メディアにも当事者を特別な存在として扱うのではなく、一人の生活者として多面的に描く姿勢が求められるようになった。「かわいそうな人」「障害を乗り越えてがんばる立派な人」という見方だけではなく、喜怒哀楽も欠点も欲望もある普通の人間として描くべきだという感覚が、以前よりは多くの人々に共有されるようになっている。
ところが、「24時間テレビ」の演出はそのような時代の変化に追いついているようには見えない。悲しい過去を紹介するナレーションがあり、芸能人が涙を流し、壮大な音楽が流れ、最後には「挑戦をやり遂げた」という達成感で締める。この演出はテレビ的にはわかりやすいが、視聴者がメディアの作為に敏感になった現在では、以前のように素直な感動を生むどころか、「またこのパターンか」「感動させようとしている」という冷めた反応を誘発しやすくなっている。
また、そんな視聴者からの不信感をより一層高めるきっかけになったのが、2023年に発覚した日本海テレビの元幹部社員による寄付金着服問題だった。
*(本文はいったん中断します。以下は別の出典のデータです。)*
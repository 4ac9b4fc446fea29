use tracing::{debug, info};

use crate::error::PipelineResult;
use crate::models::{NGram, RepetitionResult, Speaker, TurnTable};
use crate::repetition::{build_ngrams, count_repetitions, Register};

use super::TaggedTable;

/// Per-line results of one n-gram pass
#[derive(Debug, Clone)]
pub struct CountPass {
    /// N-gram size of this pass
    pub n: usize,
    /// Per line, per speaker; `None` when the speaker has no BEGIN turn
    pub results: Vec<[Option<RepetitionResult>; 3]>,
    /// Times the register was cleared at a conversation boundary
    pub register_resets: usize,
}

/// Execute Stage 1: run the register state machine over the table for one n.
///
/// All speakers beginning a turn on the same line are counted against the
/// register as it stood after the previous line; their updates are applied
/// only once every count for the line is done.
pub fn execute_stage1(table: &TurnTable, tagged: &TaggedTable, n: usize) -> PipelineResult<CountPass> {
    let mut register = Register::new();
    let mut conversation: Option<&str> = None;
    let mut register_resets = 0;
    let mut results = Vec::with_capacity(table.len());

    for (row, record) in table.records.iter().enumerate() {
        if conversation != Some(record.conversation.as_str()) {
            debug!("n={}: conversation {:?} starts at row {}", n, record.conversation, row);
            register.reset();
            register_resets += 1;
            conversation = Some(record.conversation.as_str());
        }

        let mut line: [Option<RepetitionResult>; 3] = Default::default();
        let mut updates: Vec<(Speaker, Vec<NGram>)> = Vec::new();

        for speaker in Speaker::ALL {
            let Some(tokens) = tagged.tokens(row, speaker) else {
                continue;
            };
            let ngrams = build_ngrams(tokens, n).map_err(|e| e.at(row, speaker, n))?;
            let result = count_repetitions(speaker, &ngrams, &register, n)
                .map_err(|e| e.at(row, speaker, n))?;

            line[speaker.index()] = Some(result);
            updates.push((speaker, ngrams.all));
        }

        for (speaker, ngrams) in updates {
            register.update(speaker, &ngrams);
        }
        results.push(line);
    }

    info!(
        "n={}: counted {} lines across {} conversations",
        n,
        results.len(),
        register_resets
    );

    Ok(CountPass {
        n,
        results,
        register_resets,
    })
}

#[cfg(test)]
mod tests {
    use super::*;
    use crate::error::RepetitionError;
    use crate::models::{BmeCode, NGramClass, Perspective, SpeakerCell, TurnRecord};
    use crate::repetition::{TokenOverrides, TurnAnalyzer};
    use crate::stages::execute_stage0;
    use crate::tagger::LexiconTagger;

    fn line(conversation: &str, turns: [Option<&str>; 3]) -> TurnRecord {
        TurnRecord {
            conversation: conversation.to_string(),
            speakers: turns.map(|text| match text {
                Some(text) => SpeakerCell {
                    bme: Some(BmeCode::BeginSpoken),
                    text: text.to_string(),
                },
                None => SpeakerCell::default(),
            }),
        }
    }

    fn run(records: Vec<TurnRecord>, n: usize) -> PipelineResult<CountPass> {
        let table = TurnTable {
            headers: vec![],
            raw_rows: vec![],
            records,
        };
        let analyzer = TurnAnalyzer::new(LexiconTagger::new(), TokenOverrides::default());
        let tagged = execute_stage0(&table, &analyzer);
        execute_stage1(&table, &tagged, n)
    }

    fn repeated(pass: &CountPass, row: usize, speaker: Speaker, perspective: Perspective) -> usize {
        pass.results[row][speaker.index()]
            .as_ref()
            .unwrap()
            .get(perspective, NGramClass::All)
            .repeated_count
    }

    #[test]
    fn test_cat_sat_cat_ran() {
        let pass = run(
            vec![
                line("c1", [None, Some("the cat sat"), None]),
                line("c1", [None, None, Some("the cat ran")]),
            ],
            1,
        )
        .unwrap();

        assert_eq!(repeated(&pass, 1, Speaker::Participant2, Perspective::OtherRepetition), 2);
        assert_eq!(repeated(&pass, 1, Speaker::Participant2, Perspective::SelfRepetition), 0);
        assert!(pass.results[1][Speaker::Participant1.index()].is_none());
    }

    #[test]
    fn test_register_isolated_between_conversations() {
        let pass = run(
            vec![
                line("x", [None, Some("hi"), None]),
                line("y", [None, Some("hi"), None]),
            ],
            1,
        )
        .unwrap();

        assert_eq!(repeated(&pass, 1, Speaker::Participant1, Perspective::SelfRepetition), 0);
        assert_eq!(pass.register_resets, 2);
    }

    #[test]
    fn test_same_conversation_self_repetition() {
        let pass = run(
            vec![
                line("x", [None, Some("hi"), None]),
                line("x", [None, Some("hi"), None]),
            ],
            1,
        )
        .unwrap();

        assert_eq!(repeated(&pass, 1, Speaker::Participant1, Perspective::SelfRepetition), 1);
    }

    #[test]
    fn test_replace_not_merge() {
        let pass = run(
            vec![
                line("x", [Some("cat"), None, None]),
                line("x", [Some("dog"), None, None]),
                line("x", [Some("cat"), None, None]),
            ],
            1,
        )
        .unwrap();

        assert_eq!(repeated(&pass, 2, Speaker::Moderator, Perspective::SelfRepetition), 0);
    }

    #[test]
    fn test_turn_shorter_than_n_still_replaces_entry() {
        let pass = run(
            vec![
                line("x", [None, Some("cat sat"), None]),
                line("x", [None, Some("hi"), None]),
                line("x", [None, Some("cat sat"), None]),
            ],
            2,
        )
        .unwrap();

        assert_eq!(repeated(&pass, 2, Speaker::Participant1, Perspective::SelfRepetition), 0);
    }

    #[test]
    fn test_same_line_speakers_see_previous_line_only() {
        let pass = run(
            vec![
                line("x", [Some("hello"), None, None]),
                line("x", [Some("apples"), Some("apples hello"), Some("apples")]),
            ],
            1,
        )
        .unwrap();

        for speaker in [Speaker::Participant1, Speaker::Participant2] {
            let result = pass.results[1][speaker.index()].as_ref().unwrap();
            let other = result.get(Perspective::OtherRepetition, NGramClass::All);
            let matched: Vec<String> = other.matched_ngrams.iter().map(|g| g.to_string()).collect();
            assert!(!matched.contains(&"apples".to_string()));
        }
        assert_eq!(repeated(&pass, 1, Speaker::Participant1, Perspective::OtherRepetition), 1);
    }

    #[test]
    fn test_passes_are_independent() {
        let records = vec![
            line("x", [Some("the big cat"), None, None]),
            line("x", [None, Some("the big dog"), None]),
        ];
        let unigrams = run(records.clone(), 1).unwrap();
        let bigrams = run(records, 2).unwrap();

        assert_eq!(repeated(&unigrams, 1, Speaker::Participant1, Perspective::OtherRepetition), 2);
        assert_eq!(repeated(&bigrams, 1, Speaker::Participant1, Perspective::OtherRepetition), 1);
    }

    #[test]
    fn test_zero_width_reports_location() {
        let err = run(vec![line("x", [None, Some("hi"), None])], 0).unwrap_err();
        match err {
            RepetitionError::Turn { row, speaker, n, .. } => {
                assert_eq!(row, 0);
                assert_eq!(speaker, Speaker::Participant1);
                assert_eq!(n, 0);
            }
            other => panic!("unexpected error: {other}"),
        }
    }
}
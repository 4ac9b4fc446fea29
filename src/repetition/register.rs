use std::collections::{BTreeMap, HashSet};

use crate::models::{NGram, Speaker};

/// Per-conversation memory of each speaker's most recent turn.
///
/// Holds at most one n-gram set per speaker; an update replaces it.
#[derive(Debug, Clone, Default, PartialEq, Eq)]
pub struct Register {
    entries: BTreeMap<Speaker, HashSet<NGram>>,
}

impl Register {
    pub fn new() -> Self {
        Self::default()
    }

    /// Forget every speaker (conversation boundary)
    pub fn reset(&mut self) {
        self.entries.clear();
    }

    /// Replace the speaker's stored set with the distinct n-grams of a turn
    pub fn update(&mut self, speaker: Speaker, ngrams: &[NGram]) {
        self.entries
            .insert(speaker, ngrams.iter().cloned().collect());
    }

    /// Stored sets in speaker order
    pub fn iter(&self) -> impl Iterator<Item = (Speaker, &HashSet<NGram>)> {
        self.entries.iter().map(|(speaker, set)| (*speaker, set))
    }

    pub fn is_empty(&self) -> bool {
        self.entries.is_empty()
    }
}
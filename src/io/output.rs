use std::collections::BTreeMap;
use std::io::Write;
use std::path::Path;

use anyhow::{Context, Result};

use crate::error::PipelineResult;
use crate::models::{Metric, NGram, NGramClass, Perspective, RepetitionResult, Speaker, TurnTable};

/// Rendering of an unfillable Middle/End cell (read as missing by pandas and R)
pub const UNFILLABLE: &str = "NA";

/// One output cell
#[derive(Debug, Clone, PartialEq)]
pub enum Cell {
    /// No turn for this speaker on this line
    Empty,
    /// Repeated, nonrepeated or length count
    Count(usize),
    /// Jaccard index
    Index(f64),
    /// Matched n-grams, written as JSON
    NGrams(Vec<NGram>),
    /// Middle/End line with no Beginning line to inherit from
    Unfillable,
}

impl Cell {
    /// Text written to the CSV
    pub fn render(&self) -> PipelineResult<String> {
        Ok(match self {
            Self::Empty => String::new(),
            Self::Count(count) => count.to_string(),
            Self::Index(value) => value.to_string(),
            Self::NGrams(ngrams) => serde_json::to_string(ngrams)?,
            Self::Unfillable => UNFILLABLE.to_string(),
        })
    }
}

/// Identifies a metric column; ordering is the output column order
#[derive(Debug, Clone, Copy, PartialEq, Eq, Hash, PartialOrd, Ord)]
pub struct ColumnKey {
    pub n: usize,
    pub speaker: Speaker,
    pub class: NGramClass,
    pub perspective: Perspective,
    pub metric: Metric,
}

impl ColumnKey {
    /// `<speaker>_<class>_<perspective>_<metric>_<n>n`
    pub fn name(&self) -> String {
        format!(
            "{}_{}_{}_{}_{}n",
            self.speaker.column_tag(),
            self.class.column_tag(),
            self.perspective.column_tag(),
            self.metric.column_tag(),
            self.n
        )
    }
}

/// Every metric column of the run, aligned with the input rows
#[derive(Debug, Clone, Default, PartialEq)]
pub struct MetricTable {
    rows: usize,
    columns: BTreeMap<ColumnKey, Vec<Cell>>,
}

impl MetricTable {
    pub fn new(rows: usize) -> Self {
        Self {
            rows,
            columns: BTreeMap::new(),
        }
    }

    pub fn rows(&self) -> usize {
        self.rows
    }

    /// Store one pass's per-line results for the given n
    pub fn insert_pass(&mut self, n: usize, results: &[[Option<RepetitionResult>; 3]]) {
        for speaker in Speaker::ALL {
            for class in NGramClass::ALL {
                for perspective in Perspective::ALL {
                    for metric in Metric::ALL {
                        let key = ColumnKey {
                            n,
                            speaker,
                            class,
                            perspective,
                            metric,
                        };
                        let cells = results
                            .iter()
                            .map(|line| {
                                line_cell(line[speaker.index()].as_ref(), class, perspective, metric)
                            })
                            .collect();
                        self.columns.insert(key, cells);
                    }
                }
            }
        }
    }

    pub fn column(&self, key: &ColumnKey) -> Option<&[Cell]> {
        self.columns.get(key).map(Vec::as_slice)
    }

    /// Look up a column by its rendered name
    pub fn column_by_name(&self, name: &str) -> Option<&[Cell]> {
        self.columns
            .iter()
            .find(|(key, _)| key.name() == name)
            .map(|(_, cells)| cells.as_slice())
    }

    pub fn columns_mut(&mut self) -> impl Iterator<Item = (&ColumnKey, &mut Vec<Cell>)> {
        self.columns.iter_mut()
    }

    pub fn column_names(&self) -> Vec<String> {
        self.columns.keys().map(ColumnKey::name).collect()
    }

    pub fn column_count(&self) -> usize {
        self.columns.len()
    }
}

/// Cell for one speaker on one line; lines without a turn have zero length
fn line_cell(
    result: Option<&RepetitionResult>,
    class: NGramClass,
    perspective: Perspective,
    metric: Metric,
) -> Cell {
    let Some(result) = result else {
        return match metric {
            Metric::Length => Cell::Count(0),
            _ => Cell::Empty,
        };
    };
    let counts = result.get(perspective, class);
    match metric {
        Metric::Repeated => Cell::Count(counts.repeated_count),
        Metric::Nonrepeated => Cell::Count(counts.nonrepeated_count),
        Metric::Length => Cell::Count(counts.turn_ngram_count),
        Metric::JaccardIndex => Cell::Index(counts.jaccard_index),
        Metric::Repetition => Cell::NGrams(counts.matched_ngrams.clone()),
    }
}

/// Write the input columns followed by every metric column
pub fn write_output<W: Write>(writer: W, table: &TurnTable, metrics: &MetricTable) -> PipelineResult<()> {
    let mut csv_writer = csv::Writer::from_writer(writer);

    let mut header = table.headers.clone();
    header.extend(metrics.column_names());
    csv_writer.write_record(&header)?;

    for (row, raw) in table.raw_rows.iter().enumerate() {
        let mut record = raw.clone();
        for cells in metrics.columns.values() {
            record.push(cells[row].render()?);
        }
        csv_writer.write_record(&record)?;
    }

    csv_writer.flush()?;
    Ok(())
}

/// Write the output table to a CSV file
pub fn write_output_file(path: &Path, table: &TurnTable, metrics: &MetricTable) -> Result<()> {
    let file = std::fs::File::create(path)
        .with_context(|| format!("Failed to create file: {:?}", path))?;
    write_output(file, table, metrics).context("Failed to write output table")?;
    Ok(())
}

#[cfg(test)]
mod tests {
    use super::*;
    use crate::models::Token;

    #[test]
    fn test_column_names() {
        let key = ColumnKey {
            n: 1,
            speaker: Speaker::Participant1,
            class: NGramClass::All,
            perspective: Perspective::SelfRepetition,
            metric: Metric::Repeated,
        };
        assert_eq!(key.name(), "P1__self_repeated_1n");

        let key = ColumnKey {
            n: 2,
            speaker: Speaker::Moderator,
            class: NGramClass::OpenClass,
            perspective: Perspective::OtherRepetition,
            metric: Metric::JaccardIndex,
        };
        assert_eq!(key.name(), "MOD_OC_other_jaccard_index_2n");
    }

    #[test]
    fn test_render_cells() {
        assert_eq!(Cell::Empty.render().unwrap(), "");
        assert_eq!(Cell::Count(3).render().unwrap(), "3");
        assert_eq!(Cell::Index(0.5).render().unwrap(), "0.5");
        assert_eq!(Cell::Unfillable.render().unwrap(), "NA");

        let ngrams = vec![NGram::new(vec![Token::new("the", "DET"), Token::new("cat", "NOUN")])];
        assert_eq!(
            Cell::NGrams(ngrams).render().unwrap(),
            r#"[[["the","DET","closed"],["cat","NOUN","open"]]]"#
        );
    }

    #[test]
    fn test_column_order() {
        let mut metrics = MetricTable::new(1);
        metrics.insert_pass(2, &[[None, None, None]]);
        metrics.insert_pass(1, &[[None, None, None]]);

        let names = metrics.column_names();
        assert_eq!(names.len(), 2 * 3 * 3 * 2 * 5);
        assert_eq!(names[0], "MOD__self_repeated_1n");
        assert_eq!(names[1], "MOD__self_nonrepeated_1n");
        assert_eq!(names[4], "MOD__self_repetition_1n");
        assert_eq!(names[5], "MOD__other_repeated_1n");
        assert_eq!(names[10], "MOD_OC_self_repeated_1n");
        assert_eq!(names[90], "MOD__self_repeated_2n");
    }

    #[test]
    fn test_lines_without_turn() {
        let mut metrics = MetricTable::new(1);
        metrics.insert_pass(1, &[[None, None, None]]);

        assert_eq!(metrics.column_by_name("P2_CC_other_length_1n").unwrap(), &[Cell::Count(0)]);
        assert_eq!(metrics.column_by_name("P2_CC_other_repeated_1n").unwrap(), &[Cell::Empty]);
    }
}
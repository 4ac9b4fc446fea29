pub mod error;
pub mod io;
pub mod models;
pub mod repetition;
pub mod stages;
pub mod tagger;

pub use error::{PipelineResult, RepetitionError};
pub use io::{parse_turn_table, read_turn_table, write_output, write_output_file, MetricTable, TableSchema};
pub use models::{
    BmeCode, ClassifiedNGrams, NGram, NGramClass, Perspective, RepetitionResult, Speaker, Token,
    TurnRecord, TurnTable, WordClass,
};
pub use repetition::{build_ngrams, count_repetitions, Register, TokenOverrides, TurnAnalyzer};
pub use stages::{
    execute_stage0, execute_stage1, execute_stage2, execute_stage3, plan_fill, run_pipeline,
    BatchStats, FillReport, PipelineConfig, PipelineOutput,
};
pub use tagger::{LexiconTagger, TaggedSentence, Tagger};
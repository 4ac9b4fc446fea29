//! Sentence splitting and word normalisation for transcribed dialogue.
//!
//! Transcripts use `[...]` annotations and apostrophes inconsistently, so
//! words are produced by a blunt normaliser rather than a general tokenizer.

/// Characters replaced by whitespace before splitting into words
const WORD_SEPARATORS: [char; 7] = ['.', ',', '!', '?', '\'', '[', ']'];

/// Split a turn into sentence-like spans on `.`, `!` and `?`.
///
/// Empty spans are kept; callers skip them.
pub fn split_sentences(text: &str) -> Vec<&str> {
    text.split(['.', '!', '?']).collect()
}

/// Lowercase a span, blank out punctuation and brackets, split on whitespace
pub fn normalize_words(span: &str) -> Vec<String> {
    span.to_lowercase()
        .replace(WORD_SEPARATORS, " ")
        .split_whitespace()
        .map(str::to_string)
        .collect()
}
日本テレビの系列局の元社員が「24時間テレビ」に寄せられた寄付金264万円あまりと会社資金の一部853万円あまりを着服していたということが発覚して、「24時間テレビ」のチャリティ番組としての信頼は地に落ちた。
安全な企画作りに終始した
もちろん、この不正は系列局の一社員によって行われたものであり、「24時間テレビ」という番組全体が寄付金を不正に扱っていたわけではない。それでも、視聴者から善意で預かった寄付金が着服されたという事実は、チャリティを存在理由としてきた番組にとって最悪の事態だった。通常のバラエティ番組の不祥事とは意味が違い、「善意を訴えて募金を集める側が、その善意を裏切った」というイメージが残ったからだ。
だからこそ、その後の「24時間テレビ」では、単に寄付金管理のルールを厳格化するだけではなく、番組そのものについても「これまでのやり方でいいのか」を問い直す姿勢が求められていたはずだ。障害者をどう描くのか、芸能人による感動演出をどこまで続けるのか、チャリティとテレビショーをどう両立させるのか。長年浴びてきた批判と大きな不祥事を受けて、それらの課題に番組内容そのもので応えることが、本当の意味での信頼回復につながるはずだ。